Your target audience doesn’t exist - sspross
https://medium.com/steam-spy/your-target-audience-doesn-t-exist-999b78aa77ae

======
kagamine
Something the article doesn't touch is on is that multiplayer online games are
as much about the community as about the game itself. By that I mean that
Steam keeps on trying to get me to buy CS-GO because I play Day of Defeat a
lot (like most days for 30 mins to 1.5 hours). So I should be interested in
what is essentially the same game but skinned differently. For some reason
after trying CS-source (the direct equivalent of DoD) I have never gone back
to CS. In DoD I play the same servers all the time and if they are full I have
in the past paid membership to get on, but mostly I'll just play a completely
different game, different genre, usually single player.

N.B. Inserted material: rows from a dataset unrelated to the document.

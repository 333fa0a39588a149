/*!
Shape-cast oracle: "what geometry is near point P in direction D".

The physics collaborator implements [`SceneQuery`]; the sensing code only ever talks to
[`ShapeCastOracle`], which clears the caller's [`HitBuffer`] before each query and knows
how to filter out the character's own collider.

Results are bounded. A [`HitBuffer`] holds at most `N` hits inline; anything beyond that
is dropped. This is an accepted approximation: the sensing code only needs the handful of
closest surfaces, and a cast with zero hits is a valid "nothing there" answer.
*/

use crate::{
    ids::ColliderId,
    types::{Hit, Vec3},
};

/// Default number of hits kept per query.
pub const DEFAULT_HIT_CAPACITY: usize = 8;

/// Shapes that can be swept through the scene. Always axis-aligned.
#[derive(Clone, Copy, Debug, PartialEq)]
pub enum ProbeShape {
    Sphere { radius: f32 },
    Box { half_extents: Vec3 },
}

/// Narrow contract the core needs from the physics engine's scene queries.
///
/// Implementations push every hit they find into `hits` (self included); they must not
/// clear the buffer. Directions are unit vectors. Zero hits is not an error.
pub trait SceneQuery {
    /// Sweep `shape` from `origin` along `direction` up to `max_distance`.
    fn cast_shape_all<const N: usize>(
        &self,
        origin: Vec3,
        shape: ProbeShape,
        direction: Vec3,
        max_distance: f32,
        hits: &mut HitBuffer<N>,
    );

    /// Cast a ray from `origin` along `direction` up to `max_distance`.
    fn cast_ray_all<const N: usize>(
        &self,
        origin: Vec3,
        direction: Vec3,
        max_distance: f32,
        hits: &mut HitBuffer<N>,
    );
}

/// Fixed-capacity, inline storage for cast results.
#[derive(Clone, Debug)]
pub struct HitBuffer<const N: usize = DEFAULT_HIT_CAPACITY> {
    hits: [Hit; N],
    len: usize,
    dropped: usize,
}

impl<const N: usize> Default for HitBuffer<N> {
    fn default() -> Self {
        Self::new()
    }
}

impl<const N: usize> HitBuffer<N> {
    pub fn new() -> Self {
        Self {
            hits: [Hit::default(); N],
            len: 0,
            dropped: 0,
        }
    }

    #[inline]
    pub const fn capacity(&self) -> usize {
        N
    }

    #[inline]
    pub fn len(&self) -> usize {
        self.len
    }

    #[inline]
    pub fn is_empty(&self) -> bool {
        self.len == 0
    }

    /// Number of hits discarded since the last `clear` because the buffer was full.
    #[inline]
    pub fn dropped(&self) -> usize {
        self.dropped
    }

    pub fn clear(&mut self) {
        self.len = 0;
        self.dropped = 0;
    }

    /// Append a hit. Returns `false` (and drops the hit) when the buffer is full.
    pub fn push(&mut self, hit: Hit) -> bool {
        if self.len == N {
            self.dropped += 1;
            return false;
        }
        self.hits[self.len] = hit;
        self.len += 1;
        true
    }

    /// Insert keeping ascending distance order. When full, the farthest hit is dropped
    /// (which may be `hit` itself).
    pub fn insert_by_distance(&mut self, hit: Hit) -> bool {
        let at = self.as_slice().partition_point(|h| h.distance <= hit.distance);
        if at == N {
            self.dropped += 1;
            return false;
        }
        if self.len == N {
            self.dropped += 1;
        } else {
            self.len += 1;
        }
        self.hits.copy_within(at..self.len - 1, at + 1);
        self.hits[at] = hit;
        true
    }

    #[inline]
    pub fn as_slice(&self) -> &[Hit] {
        &self.hits[..self.len]
    }

    #[inline]
    pub fn iter(&self) -> std::slice::Iter<'_, Hit> {
        self.as_slice().iter()
    }
}

impl<'a, const N: usize> IntoIterator for &'a HitBuffer<N> {
    type Item = &'a Hit;
    type IntoIter = std::slice::Iter<'a, Hit>;

    fn into_iter(self) -> Self::IntoIter {
        self.iter()
    }
}

/// Scene queries bound to one character.
///
/// `self_collider` is `None` when the body has not been bound yet; in that case no hit is
/// treated as self.
pub struct ShapeCastOracle<'a, Q: SceneQuery + ?Sized> {
    scene: &'a Q,
    self_collider: Option<ColliderId>,
}

impl<'a, Q: SceneQuery + ?Sized> ShapeCastOracle<'a, Q> {
    pub fn new(scene: &'a Q, self_collider: Option<ColliderId>) -> Self {
        Self {
            scene,
            self_collider,
        }
    }

    /// Sweep a probe shape. The buffer is cleared first; degenerate requests return no hits.
    pub fn cast_shape<'b, const N: usize>(
        &self,
        origin: Vec3,
        shape: ProbeShape,
        direction: Vec3,
        max_distance: f32,
        hits: &'b mut HitBuffer<N>,
    ) -> &'b [Hit] {
        hits.clear();
        if let Some(dir) = usable_direction(direction, max_distance) {
            self.scene
                .cast_shape_all(origin, shape, dir, max_distance, hits);
            log_dropped("shape", hits);
        }
        hits.as_slice()
    }

    /// Cast a ray. The buffer is cleared first; degenerate requests return no hits.
    pub fn cast_ray<'b, const N: usize>(
        &self,
        origin: Vec3,
        direction: Vec3,
        max_distance: f32,
        hits: &'b mut HitBuffer<N>,
    ) -> &'b [Hit] {
        hits.clear();
        if let Some(dir) = usable_direction(direction, max_distance) {
            self.scene.cast_ray_all(origin, dir, max_distance, hits);
            log_dropped("ray", hits);
        }
        hits.as_slice()
    }

    #[inline]
    pub fn is_self(&self, hit: &Hit) -> bool {
        self.self_collider == Some(hit.collider)
    }

    /// First hit, in result order, that does not belong to the character.
    pub fn first_non_self_hit(&self, hits: &[Hit]) -> Option<Hit> {
        self.non_self_hits(hits).next().copied()
    }

    /// All hits, in result order, that do not belong to the character.
    pub fn non_self_hits<'h>(&self, hits: &'h [Hit]) -> impl Iterator<Item = &'h Hit> {
        hits.iter().filter(move |h| !self.is_self(h))
    }
}

/// Normalized direction, or `None` for zero/non-finite directions and distances.
fn usable_direction(direction: Vec3, max_distance: f32) -> Option<Vec3> {
    if !(max_distance > 0.0) || !max_distance.is_finite() {
        return None;
    }
    direction.try_normalize(1.0e-6)
}

fn log_dropped<const N: usize>(kind: &str, hits: &HitBuffer<N>) {
    if hits.dropped() > 0 {
        log::trace!(
            "{kind} cast dropped {} hit(s) beyond capacity {}",
            hits.dropped(),
            N
        );
    }
}
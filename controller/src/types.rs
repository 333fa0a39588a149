/*!
Core data types and math aliases shared by the sensing and locomotion modules.

This module intentionally contains no algorithms. It defines the data exchanged
between:
- the shape-cast oracle (hits produced by scene queries)
- the ground sensor (ground contact)
- the step/obstruction detector
- the locomotion state machine and the body it drives

Conventions
- +Y is up. Character forward is `rotation * -Z`, right is `rotation * +X`.
- Units are meters and seconds.
*/

use nalgebra as na;

use crate::ids::ColliderId;

/// Common math aliases for clarity and consistency.
pub type Vec3 = na::Vector3<f32>;
pub type Vec2 = na::Vector2<f32>;
pub type Quat = na::UnitQuaternion<f32>;

/// World up axis.
#[inline]
pub fn up() -> Vec3 {
    Vec3::y()
}

/// Forward axis of a character with the given rotation.
#[inline]
pub fn forward(rotation: &Quat) -> Vec3 {
    rotation * -Vec3::z()
}

/// Right axis of a character with the given rotation.
#[inline]
pub fn right(rotation: &Quat) -> Vec3 {
    rotation * Vec3::x()
}

/// A single result returned by a ray or shape cast.
#[derive(Clone, Copy, Debug, PartialEq)]
pub struct Hit {
    /// Collider that was hit.
    pub collider: ColliderId,
    /// World-space contact point.
    pub point: Vec3,
    /// World-space unit surface normal, pointing out of the hit surface.
    pub normal: Vec3,
    /// Distance travelled along the cast direction before the hit (meters).
    pub distance: f32,
}

impl Default for Hit {
    fn default() -> Self {
        Self {
            collider: 0,
            point: Vec3::zeros(),
            normal: up(),
            distance: 0.0,
        }
    }
}

/// Snapshot of the character's capsule collider, refreshed on every query.
///
/// Owned by the physics collaborator; the core only reads it.
#[derive(Clone, Copy, Debug, PartialEq)]
pub struct ColliderDescriptor {
    /// Capsule radius (meters).
    pub radius: f32,
    /// Full capsule height including both caps (meters).
    pub height: f32,
    /// World-space bounds center.
    pub center: Vec3,
    /// World-space bounds minimum corner.
    pub min: Vec3,
    /// World-space bounds maximum corner.
    pub max: Vec3,
    /// Per-axis world scale of the body.
    pub scale: Vec3,
}

impl ColliderDescriptor {
    /// Build a descriptor for a Y-aligned capsule centered at `center`.
    pub fn capsule(center: Vec3, radius: f32, half_height: f32) -> Self {
        let half = Vec3::new(radius, half_height + radius, radius);
        Self {
            radius,
            height: 2.0 * (half_height + radius),
            center,
            min: center - half,
            max: center + half,
            scale: Vec3::repeat(1.0),
        }
    }

    /// Lowest point of the bounds directly below the center.
    #[inline]
    pub fn base(&self) -> Vec3 {
        Vec3::new(self.center.x, self.min.y, self.center.z)
    }

    /// A collider with zero or non-finite extents has not been set up yet.
    pub fn is_degenerate(&self) -> bool {
        !(self.radius > 0.0 && self.height > 0.0)
            || !self.center.iter().all(|c| c.is_finite())
            || !self.min.iter().all(|c| c.is_finite())
    }
}

/// Capsule specification for the character.
///
/// half_height is the half-length of the cylinder section (aligned with +Y),
/// so the total capsule height is 2*half_height + 2*radius.
#[derive(Clone, Copy, Debug)]
pub struct CapsuleSpec {
    pub radius: f32,
    pub half_height: f32,
}

impl Default for CapsuleSpec {
    fn default() -> Self {
        Self {
            radius: 0.5,
            half_height: 0.5,
        }
    }
}

/// Result of one ground evaluation. Recomputed from scratch every tick.
#[derive(Clone, Copy, Debug, PartialEq)]
pub struct GroundContact {
    pub is_grounded: bool,
    /// Supporting surface normal. Only meaningful when `is_grounded`.
    pub normal: Vec3,
    /// World-space contact point of the best-aligned (or first, when ascending) hit.
    pub point: Vec3,
    /// Whether the forward probe saw a rising surface ahead.
    pub is_ascending: bool,
}

impl GroundContact {
    /// The "no ground" result.
    pub fn airborne(is_ascending: bool) -> Self {
        Self {
            is_grounded: false,
            normal: up(),
            point: Vec3::zeros(),
            is_ascending,
        }
    }

    /// The ground normal when grounded.
    #[inline]
    pub fn ground_normal(&self) -> Option<Vec3> {
        self.is_grounded.then_some(self.normal)
    }

    /// The ground normal, or world up when not grounded.
    #[inline]
    pub fn normal_or_up(&self) -> Vec3 {
        self.ground_normal().unwrap_or_else(up)
    }
}

impl Default for GroundContact {
    fn default() -> Self {
        Self::airborne(false)
    }
}

/// Result of the step and lateral obstruction probes for one tick.
#[derive(Clone, Copy, Debug, Default, PartialEq)]
pub struct ObstructionReport {
    /// New body position if a step-up was applied this tick.
    pub step_up: Option<Vec3>,
    /// A near-vertical surface touches the left side.
    pub left_blocked: bool,
    /// A near-vertical surface touches the right side.
    pub right_blocked: bool,
}

impl ObstructionReport {
    #[inline]
    pub fn lateral_blocked(&self) -> bool {
        self.left_blocked || self.right_blocked
    }
}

If my favorited servers are not available I'll not play either, because it's
about _who_ I'm playing against/with and the culture of the servers/people
there.

My point being, you can clone a game, its genre and all other aspects, but you
won't magically gain players from doing so. An analogy could be that people
who are interested in cars don't just buy any car because they are "car guys"
(gamers like games right!), they probably have a favorite even if they know it
isn't the best car, leaks oil and has electrical problems. Something about
Rovers or Fords or Buicks appeals to them. Same for games, you can't make a
guess why people will like one thing over another very similar thing. But
something original... or something with a twist...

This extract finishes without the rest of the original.